_TASK STATEMENT_
Set every line of the listing down again, keeping it identical.

*** Opening of DATA ***

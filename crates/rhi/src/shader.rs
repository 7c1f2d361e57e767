//! Shader bytecode loading and shader modules.
//!
//! [`read_spirv`] is the byte-level loader; [`spirv_words`] validates a blob
//! and turns it into the `u32` words Vulkan consumes. [`ShaderModule`] wraps
//! `VkShaderModule` and is meant to live only as long as pipeline creation.

use std::ffi::CStr;
use std::path::Path;
use std::sync::Arc;

use ash::vk;
use tracing::debug;

use crate::device::Device;
use crate::error::{RhiError, RhiResult};

/// First word of every SPIR-V module.
pub const SPIRV_MAGIC: u32 = 0x0723_0203;

/// Entry point used by both stages.
const ENTRY_POINT: &CStr = c"main";

/// Programmable stages used by the graphics pipeline.
#[derive(Clone, Copy, Debug, PartialEq, Eq, Hash)]
pub enum ShaderStage {
    Vertex,
    Fragment,
}

impl ShaderStage {
    pub fn to_vk_stage(self) -> vk::ShaderStageFlags {
        match self {
            ShaderStage::Vertex => vk::ShaderStageFlags::VERTEX,
            ShaderStage::Fragment => vk::ShaderStageFlags::FRAGMENT,
        }
    }

    pub fn name(self) -> &'static str {
        match self {
            ShaderStage::Vertex => "vertex",
            ShaderStage::Fragment => "fragment",
        }
    }
}

impl std::fmt::Display for ShaderStage {
    fn fmt(&self, f: &mut std::fmt::Formatter<'_>) -> std::fmt::Result {
        f.write_str(self.name())
    }
}

/// Reads a compiled shader binary.
///
/// # Errors
///
/// [`RhiError::ShaderError`] naming the path when the file cannot be opened
/// or read.
pub fn read_spirv(path: &Path) -> RhiResult<Vec<u8>> {
    std::fs::read(path).map_err(|e| {
        RhiError::ShaderError(format!("Failed to open file: {} ({})", path.display(), e))
    })
}

/// Converts little-endian SPIR-V bytes into code words.
///
/// Rejects empty blobs, lengths that are not a multiple of four, and data
/// that does not start with [`SPIRV_MAGIC`].
pub fn spirv_words(bytes: &[u8]) -> RhiResult<Vec<u32>> {
    if bytes.is_empty() || !bytes.len().is_multiple_of(4) {
        return Err(RhiError::ShaderError(format!(
            "SPIR-V code must be a non-empty multiple of 4 bytes, got {} bytes",
            bytes.len()
        )));
    }

    let words: Vec<u32> = bytes
        .chunks_exact(4)
        .map(|chunk| u32::from_le_bytes([chunk[0], chunk[1], chunk[2], chunk[3]]))
        .collect();

    if words[0] != SPIRV_MAGIC {
        return Err(RhiError::ShaderError(format!(
            "Bad SPIR-V magic number {:#010x}",
            words[0]
        )));
    }

    Ok(words)
}

/// A compiled shader stage.
///
/// Destroyed on drop; a pipeline keeps no reference to it once created.
pub struct ShaderModule {
    device: Arc<Device>,
    module: vk::ShaderModule,
    stage: ShaderStage,
}

impl ShaderModule {
    /// Creates a module from raw SPIR-V bytes.
    pub fn from_bytes(device: Arc<Device>, bytes: &[u8], stage: ShaderStage) -> RhiResult<Self> {
        let code = spirv_words(bytes)?;
        let create_info = vk::ShaderModuleCreateInfo::default().code(&code);

        let module = unsafe {
            device
                .handle()
                .create_shader_module(&create_info, None)
                .map_err(RhiError::creating("shader module"))?
        };

        debug!("Created {} shader module ({} bytes)", stage, bytes.len());

        Ok(Self {
            device,
            module,
            stage,
        })
    }

    #[inline]
    pub fn handle(&self) -> vk::ShaderModule {
        self.module
    }

    pub fn stage_create_info(&self) -> vk::PipelineShaderStageCreateInfo<'static> {
        vk::PipelineShaderStageCreateInfo::default()
            .stage(self.stage.to_vk_stage())
            .module(self.module)
            .name(ENTRY_POINT)
    }
}

impl Drop for ShaderModule {
    fn drop(&mut self) {
        unsafe {
            self.device
                .handle()
                .destroy_shader_module(self.module, None);
        }
        debug!("Destroyed {} shader module", self.stage);
    }
}
//! Vertex format and its input descriptions.

use ash::vk;
use bytemuck::{Pod, Zeroable};
use glam::{Vec2, Vec3};

/// 2D position with an RGB color.
///
/// Layout (`#[repr(C)]`, 20 bytes):
/// - Offset 0: position (8 bytes), location 0
/// - Offset 8: color (12 bytes), location 1
#[repr(C)]
#[derive(Clone, Copy, Debug, Default, PartialEq, Pod, Zeroable)]
pub struct Vertex {
    pub position: Vec2,
    pub color: Vec3,
}

impl Vertex {
    #[inline]
    pub const fn new(position: Vec2, color: Vec3) -> Self {
        Self { position, color }
    }

    /// Single interleaved binding at slot 0.
    pub fn binding_description() -> vk::VertexInputBindingDescription {
        vk::VertexInputBindingDescription {
            binding: 0,
            stride: std::mem::size_of::<Self>() as u32,
            input_rate: vk::VertexInputRate::VERTEX,
        }
    }

    pub fn attribute_descriptions() -> [vk::VertexInputAttributeDescription; 2] {
        [
            vk::VertexInputAttributeDescription {
                binding: 0,
                location: 0,
                format: vk::Format::R32G32_SFLOAT,
                offset: std::mem::offset_of!(Vertex, position) as u32,
            },
            vk::VertexInputAttributeDescription {
                binding: 0,
                location: 1,
                format: vk::Format::R32G32B32_SFLOAT,
                offset: std::mem::offset_of!(Vertex, color) as u32,
            },
        ]
    }
}

#[cfg(test)]
mod tests {
    use super::*;

    #[test]
    fn test_vertex_size() {
        assert_eq!(std::mem::size_of::<Vertex>(), 20);
    }

    #[test]
    fn test_vertex_binding_description() {
        let binding = Vertex::binding_description();
        assert_eq!(binding.binding, 0);
        assert_eq!(binding.stride, 20);
        assert_eq!(binding.input_rate, vk::VertexInputRate::VERTEX);
    }

    #[test]
    fn test_vertex_attribute_descriptions() {
        let [position, color] = Vertex::attribute_descriptions();

        assert_eq!(position.location, 0);
        assert_eq!(position.format, vk::Format::R32G32_SFLOAT);
        assert_eq!(position.offset, 0);

        assert_eq!(color.location, 1);
        assert_eq!(color.format, vk::Format::R32G32B32_SFLOAT);
        assert_eq!(color.offset, 8);
    }

    #[test]
    fn test_vertex_bytes() {
        let vertex = Vertex::new(Vec2::new(0.0, -0.5), Vec3::new(1.0, 0.0, 0.0));
        let floats: &[f32] = bytemuck::cast_slice(bytemuck::bytes_of(&vertex));
        assert_eq!(floats, &[0.0, -0.5, 1.0, 0.0, 0.0]);
    }
}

*** Close of DATA ***

_TASK RESULT_
filename crates/rhi/src/shader.rs
repository 7c1f2d361e57e767
//! Shader bytecode loading and shader modules.
//!
//! [`read_spirv`] is the byte-level loader; [`spirv_words`] validates a blob
//! and turns it into the `u32` words Vulkan consumes. [`ShaderModule`] wraps
//! `VkShaderModule` and is meant to live only as long as pipeline creation.

use std::ffi::CStr;
use std::path::Path;
use std::sync::Arc;

use ash::vk;
use tracing::debug;

use crate::device::Device;
use crate::error::{RhiError, RhiResult};

/// First word of every SPIR-V module.
pub const SPIRV_MAGIC: u32 = 0x0723_0203;

/// Entry point used by both stages.
const ENTRY_POINT: &CStr = c"main";

/// Programmable stages used by the graphics pipeline.
#[derive(Clone, Copy, Debug, PartialEq, Eq, Hash)]
pub enum ShaderStage {
    Vertex,
    Fragment,
}

impl ShaderStage {
    pub fn to_vk_stage(self) -> vk::ShaderStageFlags {
        match self {
            ShaderStage::Vertex => vk::ShaderStageFlags::VERTEX,
            ShaderStage::Fragment => vk::ShaderStageFlags::FRAGMENT,
        }
    }

    pub fn name(self) -> &'static str {
        match self {
            ShaderStage::Vertex => "vertex",
            ShaderStage::Fragment => "fragment",
        }
    }
}

impl std::fmt::Display for ShaderStage {
    fn fmt(&self, f: &mut std::fmt::Formatter<'_>) -> std::fmt::Result {
        f.write_str(self.name())
    }
}

/// Reads a compiled shader binary.
///
/// # Errors
///
/// [`RhiError::ShaderError`] naming the path when the file cannot be opened
/// or read.
pub fn read_spirv(path: &Path) -> RhiResult<Vec<u8>> {
    std::fs::read(path).map_err(|e| {
        RhiError::ShaderError(format!("Failed to open file: {} ({})", path.display(), e))
    })
}

/// Converts little-endian SPIR-V bytes into code words.
///
/// Rejects empty blobs, lengths that are not a multiple of four, and data
/// that does not start with [`SPIRV_MAGIC`].
pub fn spirv_words(bytes: &[u8]) -> RhiResult<Vec<u32>> {
    if bytes.is_empty() || !bytes.len().is_multiple_of(4) {
        return Err(RhiError::ShaderError(format!(
            "SPIR-V code must be a non-empty multiple of 4 bytes, got {} bytes",
            bytes.len()
        )));
    }

    let words: Vec<u32> = bytes
        .chunks_exact(4)
        .map(|chunk| u32::from_le_bytes([chunk[0], chunk[1], chunk[2], chunk[3]]))
        .collect();

    if words[0] != SPIRV_MAGIC {
        return Err(RhiError::ShaderError(format!(
            "Bad SPIR-V magic number {:#010x}",
            words[0]
        )));
    }

    Ok(words)
}

/// A compiled shader stage.
///
/// Destroyed on drop; a pipeline keeps no reference to it once created.
pub struct ShaderModule {
    device: Arc<Device>,
    module: vk::ShaderModule,
    stage: ShaderStage,
}

impl ShaderModule {
    /// Creates a module from raw SPIR-V bytes.
    pub fn from_bytes(device: Arc<Device>, bytes: &[u8], stage: ShaderStage) -> RhiResult<Self> {
        let code = spirv_words(bytes)?;
        let create_info = vk::ShaderModuleCreateInfo::default().code(&code);

        let module = unsafe {
            device
                .handle()
                .create_shader_module(&create_info, None)
                .map_err(RhiError::creating("shader module"))?
        };

        debug!("Created {} shader module ({} bytes)", stage, bytes.len());

        Ok(Self {
            device,
            module,
            stage,
        })
    }

    #[inline]
    pub fn handle(&self) -> vk::ShaderModule {
        self.module
    }

    pub fn stage_create_info(&self) -> vk::PipelineShaderStageCreateInfo<'static> {
        vk::PipelineShaderStageCreateInfo::default()
            .stage(self.stage.to_vk_stage())
            .module(self.module)
            .name(ENTRY_POINT)
    }
}

impl Drop for ShaderModule {
    fn drop(&mut self) {
        unsafe {
            self.device
                .handle()
                .destroy_shader_module(self.module, None);
        }
        debug!("Destroyed {} shader module", self.stage);
    }
}
//! Vertex format and its input descriptions.

use ash::vk;
use bytemuck::{Pod, Zeroable};
use glam::{Vec2, Vec3};

/// 2D position with an RGB color.
///
/// Layout (`#[repr(C)]`, 20 bytes):
/// - Offset 0: position (8 bytes), location 0
/// - Offset 8: color (12 bytes), location 1
#[repr(C)]
#[derive(Clone, Copy, Debug, Default, PartialEq, Pod, Zeroable)]
pub struct Vertex {
    pub position: Vec2,
    pub color: Vec3,
}

impl Vertex {
    #[inline]
    pub const fn new(position: Vec2, color: Vec3) -> Self {
        Self { position, color }
    }

    /// Single interleaved binding at slot 0.
    pub fn binding_description() -> vk::VertexInputBindingDescription {
        vk::VertexInputBindingDescription {
            binding: 0,
            stride: std::mem::size_of::<Self>() as u32,
            input_rate: vk::VertexInputRate::VERTEX,
        }
    }

    pub fn attribute_descriptions() -> [vk::VertexInputAttributeDescription; 2] {
        [
            vk::VertexInputAttributeDescription {
                binding: 0,
                location: 0,
                format: vk::Format::R32G32_SFLOAT,
                offset: std::mem::offset_of!(Vertex, position) as u32,
            },
            vk::VertexInputAttributeDescription {
                binding: 0,
                location: 1,
                format: vk::Format::R32G32B32_SFLOAT,
                offset: std::mem::offset_of!(Vertex, color) as u32,
            },
        ]
    }
}

#[cfg(test)]
mod tests {
    use super::*;

    #[test]
    fn test_vertex_size() {
        assert_eq!(std::mem::size_of::<Vertex>(), 20);
    }

    #[test]
    fn test_vertex_binding_description() {
        let binding = Vertex::binding_description();
        assert_eq!(binding.binding, 0);
        assert_eq!(binding.stride, 20);
        assert_eq!(binding.input_rate, vk::VertexInputRate::VERTEX);
    }

    #[test]
    fn test_vertex_attribute_descriptions() {
        let [position, color] = Vertex::attribute_descriptions();

        assert_eq!(position.location, 0);
        assert_eq!(position.format, vk::Format::R32G32_SFLOAT);
        assert_eq!(position.offset, 0);

        assert_eq!(color.location, 1);
        assert_eq!(color.format, vk::Format::R32G32B32_SFLOAT);
        assert_eq!(color.offset, 8);
    }

    #[test]
    fn test_vertex_bytes() {
        let vertex = Vertex::new(Vec2::new(0.0, -0.5), Vec3::new(1.0, 0.0, 0.0));
        let floats: &[f32] = bytemuck::cast_slice(bytemuck::bytes_of(&vertex));
        assert_eq!(floats, &[0.0, -0.5, 1.0, 0.0, 0.0]);
    }
}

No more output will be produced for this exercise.